Within Kenyan society, yes, but less so in Nairobi. There has been progress since the election violence in 2008, but it's not completely resolved. This doesn't have a major impact on us, but the gardener won't listen to my wife.
7. What have been the highlights of your time in this country? Best trips or experiences?
SAFARI! Nothing compares to the experience of seeing elephants or lions in the wild -- or camping under the African sky. Plus there is hiking up a nearby volcano in the Rift Valley and rock climbing.
8. What are some interesting/fun things to do in the area? Can you recommend any “hidden gems"?

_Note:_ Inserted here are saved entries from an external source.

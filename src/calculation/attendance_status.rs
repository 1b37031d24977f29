//! Attendance status of an employee for a single day.

use chrono::{NaiveDate, NaiveTime};

use crate::models::{AttendanceLog, AttendanceStatus};

use super::{WorkCalendar, evaluate_lateness};

/// Schedule inputs for [`attendance_status_for_day`].
#[derive(Debug, Clone, Copy, PartialEq, Eq)]
pub struct StatusRules {
    /// Scheduled start of the day.
    pub scheduled_start: NaiveTime,
    /// Grace minutes before an arrival counts as late.
    pub grace_minutes: i64,
    /// Assess lateness at all.
    pub lateness_enabled: bool,
}

/// Describes an employee's day from their logs.
///
/// `logs` must be the employee's logs for `date`, in any order. Lateness is
/// assessed only when enabled, on workdays, when not on leave, and after a
/// clock-in. The message lists, joined with `" | "`: "On Leave", or
/// "Non-Workday", or "Checked In" followed by the lateness verdict and
/// "Checked Out", or "Absent".
///
/// ```
/// use hr_engine::calculation::{StatusRules, WorkCalendar, attendance_status_for_day};
/// use chrono::{NaiveDate, NaiveTime};
///
/// let monday = NaiveDate::from_ymd_opt(2025, 3, 3).unwrap();
/// let rules = StatusRules {
///     scheduled_start: NaiveTime::from_hms_opt(9, 0, 0).unwrap(),
///     grace_minutes: 15,
///     lateness_enabled: true,
/// };
/// let status = attendance_status_for_day("EMP0001", monday, &[], false, &WorkCalendar::default(), rules);
/// assert_eq!(status.message, "Absent");
/// ```
pub fn attendance_status_for_day(
    employee_id: &str,
    date: NaiveDate,
    logs: &[AttendanceLog],
    on_leave: bool,
    calendar: &WorkCalendar,
    rules: StatusRules,
) -> AttendanceStatus {
    let mut day_logs: Vec<&AttendanceLog> = logs.iter().filter(|l| l.log_date == date).collect();
    day_logs.sort_by_key(|l| l.clock_in);

    let first_clock_in = day_logs.first().map(|l| l.clock_in);
    let last_clock_out = day_logs.iter().rev().find_map(|l| l.clock_out);
    let checked_in = first_clock_in.is_some();
    let checked_out = last_clock_out.is_some();
    let is_workday = calendar.is_workday(date);

    let (is_late, lateness_minutes) = match first_clock_in {
        Some(clock_in) if rules.lateness_enabled && is_workday && !on_leave => {
            let check = evaluate_lateness(clock_in, rules.scheduled_start, rules.grace_minutes);
            (
                Some(check.is_late),
                check.is_late.then_some(check.minutes_late),
            )
        }
        _ => (None, None),
    };

    let mut parts: Vec<String> = Vec::new();
    if on_leave {
        parts.push("On Leave".to_string());
    } else if !is_workday {
        parts.push("Non-Workday".to_string());
    } else if checked_in {
        parts.push("Checked In".to_string());
        match (is_late, lateness_minutes) {
            (Some(true), Some(minutes)) => parts.push(format!("Late ({} min)", minutes)),
            (Some(false), _) => parts.push("On Time".to_string()),
            _ => {}
        }
        if checked_out {
            parts.push("Checked Out".to_string());
        }
    } else {
        parts.push("Absent".to_string());
    }

    AttendanceStatus {
        employee_id: employee_id.to_string(),
        date,
        checked_in,
        checked_out,
        first_clock_in,
        last_clock_out,
        is_late,
        lateness_minutes,
        on_leave,
        is_workday,
        message: parts.join(" | "),
    }
}

#[cfg(test)]
mod tests {
    use super::*;
    use chrono::NaiveDateTime;

    fn monday() -> NaiveDate {
        NaiveDate::from_ymd_opt(2025, 3, 3).unwrap()
    }

    fn at(h: u32, m: u32) -> NaiveDateTime {
        monday().and_hms_opt(h, m, 0).unwrap()
    }

    fn rules() -> StatusRules {
        StatusRules {
            scheduled_start: NaiveTime::from_hms_opt(9, 0, 0).unwrap(),
            grace_minutes: 15,
            lateness_enabled: true,
        }
    }

    fn log(id: i64, clock_in: NaiveDateTime, clock_out: Option<NaiveDateTime>) -> AttendanceLog {
        AttendanceLog {
            id,
            employee_id: "EMP0001".to_string(),
            clock_in,
            clock_out,
            log_date: clock_in.date(),
            source: "Manual".to_string(),
            notes: None,
        }
    }

    #[test]
    fn test_on_time_and_checked_out() {
        let logs = vec![log(1, at(9, 5), Some(at(17, 0)))];
        let status = attendance_status_for_day("EMP0001", monday(), &logs, false, &WorkCalendar::default(), rules());
        assert_eq!(status.message, "Checked In | On Time | Checked Out");
        assert_eq!(status.is_late, Some(false));
        assert_eq!(status.lateness_minutes, None);
    }

    #[test]
    fn test_late_still_in() {
        let logs = vec![log(1, at(9, 40), None)];
        let status = attendance_status_for_day("EMP0001", monday(), &logs, false, &WorkCalendar::default(), rules());
        assert_eq!(status.message, "Checked In | Late (40 min)");
        assert_eq!(status.lateness_minutes, Some(40));
        assert!(!status.checked_out);
    }

    #[test]
    fn test_first_log_decides_lateness_and_last_out_is_reported() {
        let logs = vec![
            log(2, at(13, 0), None),
            log(1, at(8, 55), Some(at(12, 0))),
        ];
        let status = attendance_status_for_day("EMP0001", monday(), &logs, false, &WorkCalendar::default(), rules());
        assert_eq!(status.first_clock_in, Some(at(8, 55)));
        assert_eq!(status.last_clock_out, Some(at(12, 0)));
        assert_eq!(status.is_late, Some(false));
    }

    #[test]
    fn test_on_leave_overrides() {
        let status = attendance_status_for_day("EMP0001", monday(), &[], true, &WorkCalendar::default(), rules());
        assert_eq!(status.message, "On Leave");
        assert_eq!(status.is_late, None);
    }

    #[test]
    fn test_non_workday() {
        let saturday = NaiveDate::from_ymd_opt(2025, 3, 8).unwrap();
        let status = attendance_status_for_day("EMP0001", saturday, &[], false, &WorkCalendar::default(), rules());
        assert_eq!(status.message, "Non-Workday");
        assert!(!status.is_workday);
    }

    #[test]
    fn test_lateness_disabled_omits_verdict() {
        let mut r = rules();
        r.lateness_enabled = false;
        let logs = vec![log(1, at(10, 0), None)];
        let status = attendance_status_for_day("EMP0001", monday(), &logs, false, &WorkCalendar::default(), r);
        assert_eq!(status.message, "Checked In");
        assert_eq!(status.is_late, None);
    }
}
//! Attendance status and period reports.

use std::collections::BTreeSet;

use chrono::{NaiveDate, NaiveDateTime};
use serde::{Deserialize, Serialize};

use crate::calculation::{
    StatusRules, absence_dates, attendance_status_for_day, late_arrivals, summarize_attendance,
};
use crate::config::Policy;
use crate::error::{HrError, HrResult};
use crate::models::{AttendanceStatus, AttendanceSummary, Employee};
use crate::store::Database;

fn status_rules(policy: &Policy) -> StatusRules {
    StatusRules {
        scheduled_start: policy.schedule.standard_start_time,
        grace_minutes: policy.schedule.late_arrival_allowed_minutes,
        lateness_enabled: policy.schedule.enable_instant_lateness_display,
    }
}

/// Where an employee stands on the day of `now`.
pub fn attendance_status_today(
    db: &Database,
    employee_id: &str,
    now: NaiveDateTime,
) -> HrResult<AttendanceStatus> {
    db.get_employee(employee_id, false)?;
    let policy = db.load_policy()?;
    let today = now.date();
    let logs = db.logs_for_period(employee_id, today, today)?;
    let on_leave = db.approved_leave_on(employee_id, today)?;
    Ok(attendance_status_for_day(
        employee_id,
        today,
        &logs,
        on_leave,
        &policy.calendar(),
        status_rules(&policy),
    ))
}

/// One employee's line in [`attendance_summary_report`].
#[derive(Debug, Clone, PartialEq, Eq, Serialize, Deserialize)]
pub struct EmployeeAttendanceReport {
    /// Employee id.
    pub employee_id: String,
    /// Employee name.
    pub employee_name: String,
    /// Hours and days attended.
    pub summary: AttendanceSummary,
    /// Workdays whose first clock-in was late.
    pub late_days: u32,
    /// Workdays with no log and no approved leave.
    pub absences: Vec<NaiveDate>,
}

pub(super) fn employee_report(
    db: &Database,
    policy: &Policy,
    employee: &Employee,
    start: NaiveDate,
    end: NaiveDate,
) -> HrResult<EmployeeAttendanceReport> {
    let calendar = policy.calendar();
    let logs = db.logs_for_period(&employee.id, start, end)?;
    let logged: BTreeSet<NaiveDate> = logs.iter().map(|l| l.log_date).collect();
    let leave = db.approved_leave_ranges(&employee.id, start, end)?;
    let absences = absence_dates(&calendar, start, end, &logged, |day| {
        leave.iter().any(|(s, e)| *s <= day && day <= *e)
    });
    let late = late_arrivals(
        &logs,
        &calendar,
        policy.schedule.standard_start_time,
        policy.schedule.late_arrival_allowed_minutes,
    );
    Ok(EmployeeAttendanceReport {
        employee_id: employee.id.clone(),
        employee_name: employee.name.clone(),
        summary: summarize_attendance(&logs, &calendar, policy.schedule.standard_work_hours_per_day),
        late_days: late.len() as u32,
        absences,
    })
}

/// Hours, lateness and absences of every active employee over a period.
pub fn attendance_summary_report(
    db: &Database,
    start: NaiveDate,
    end: NaiveDate,
) -> HrResult<Vec<EmployeeAttendanceReport>> {
    if end < start {
        return Err(HrError::invalid("end", "is before start"));
    }
    let policy = db.load_policy()?;
    db.active_employees()?
        .iter()
        .map(|employee| employee_report(db, &policy, employee, start, end))
        .collect()
}

/// Active employees with no log on `date` and no approved leave.
///
/// Always zero on a non-workday.
pub fn absences_count_on(db: &Database, date: NaiveDate) -> HrResult<usize> {
    let policy = db.load_policy()?;
    if !policy.calendar().is_workday(date) {
        return Ok(0);
    }
    let logged = db.employees_logged_on(date)?;
    let mut absent = 0;
    for employee in db.active_employees()? {
        if !logged.contains(&employee.id) && !db.approved_leave_on(&employee.id, date)? {
            absent += 1;
        }
    }
    Ok(absent)
}

#[cfg(test)]
mod tests {
    use super::*;
    use crate::models::{LeaveStatus, NewLeaveRequest};
    use crate::store::{SOURCE_MANUAL, test_support};

    fn d(day: u32) -> NaiveDate {
        NaiveDate::from_ymd_opt(2025, 3, day).unwrap()
    }

    fn approve_leave(db: &Database, employee_id: &str, start: u32, end: u32) {
        let id = db
            .add_leave_request(&NewLeaveRequest {
                employee_id: employee_id.to_string(),
                leave_type: "Sick".to_string(),
                start_date: d(start),
                end_date: d(end),
                reason: None,
            })
            .unwrap();
        db.process_leave_request(id, LeaveStatus::Approved, 1, None).unwrap();
    }

    #[test]
    fn test_status_today_reports_lateness() {
        let db = test_support::db();
        let emp = test_support::employee(&db, "Ana", 3000);
        db.clock_in(&emp, d(3).and_hms_opt(9, 40, 0).unwrap(), SOURCE_MANUAL, None)
            .unwrap();
        let status = attendance_status_today(&db, &emp, d(3).and_hms_opt(10, 0, 0).unwrap()).unwrap();
        assert!(status.checked_in);
        assert_eq!(status.lateness_minutes, Some(40));
        assert!(status.message.contains("Late (40 min)"));
    }

    #[test]
    fn test_status_today_on_leave() {
        let db = test_support::db();
        let emp = test_support::employee(&db, "Ana", 3000);
        approve_leave(&db, &emp, 3, 4);
        let status = attendance_status_today(&db, &emp, d(3).and_hms_opt(10, 0, 0).unwrap()).unwrap();
        assert!(status.on_leave);
        assert_eq!(status.message, "On Leave");
    }

    #[test]
    fn test_summary_report_counts_absences_excluding_leave() {
        let db = test_support::db();
        let emp = test_support::employee(&db, "Ana", 3000);
        db.insert_log(
            &emp,
            d(3).and_hms_opt(9, 30, 0).unwrap(),
            Some(d(3).and_hms_opt(17, 30, 0).unwrap()),
            SOURCE_MANUAL,
            None,
        )
        .unwrap();
        approve_leave(&db, &emp, 4, 4);

        let report = attendance_summary_report(&db, d(3), d(7)).unwrap();
        assert_eq!(report.len(), 1);
        assert_eq!(report[0].late_days, 1);
        assert_eq!(report[0].absences, vec![d(5), d(6), d(7)]);
        assert_eq!(report[0].summary.days_attended, 1);
    }

    #[test]
    fn test_absences_on_weekend_are_zero() {
        let db = test_support::db();
        let a = test_support::employee(&db, "Ana", 3000);
        test_support::employee(&db, "Ben", 3000);
        assert_eq!(absences_count_on(&db, d(8)).unwrap(), 0);

        db.insert_log(&a, d(3).and_hms_opt(9, 0, 0).unwrap(), None, SOURCE_MANUAL, None)
            .unwrap();
        assert_eq!(absences_count_on(&db, d(3)).unwrap(), 1);
    }
}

The village market has a good selection of average/mediocre restaurants with good outdoor ambiance -- and many have kid's play areas.
9. Is this a "shopping post"? Are there interesting handicrafts, artwork, antiques, or other items that people typically buy there?
Handmade beads and glasswork, leather and wood crafts.
10. What are the particular advantages of living in this city?
Great weather! 50's to 70's every day. "Winter" is basically 3 degrees cooler than "summer," with swimming year-round. The safaris are worth the awful roads. There is good camping, and cheap resident rates for the game parks ($6-$12 per person plus car). We hear good things about the beaches, too. Good city sites to experience for you and your visitors from the States include the elephant orphanage, Kenyan tribal dance shows, handicraft making, etc. The U.S. Embassy is conveniently located near shopping, movie theater, and malls.
11. Can you save money?
Yes! If you can't save money living rent-free with private school paid for, then you never will. Weekend safaris are expensive -- lodges/hotels easily cost $1000 for a couple/small family, but don't do it every weekend. Air travel (anywhere) is expensive.
Words of Wisdom:
1. Knowing what you know now, would you still move to this city?
Yes! (As if we had a choice?) It has been a great experience -- it's what you make of it.
2. If you move here, you can leave behind your:
Driver's manual--there are no rules.
3. But don't forget your:
Sunscreen, flip-flops, outdoor equipment (sports, hiking, camping, rock-cimbing), fleece jacket.
4. Do you recommend any books or movies about this city/country for those who are interested in learning more?
If you're interested look into the Sheldricks, the Leakeys, and Karen Bixen.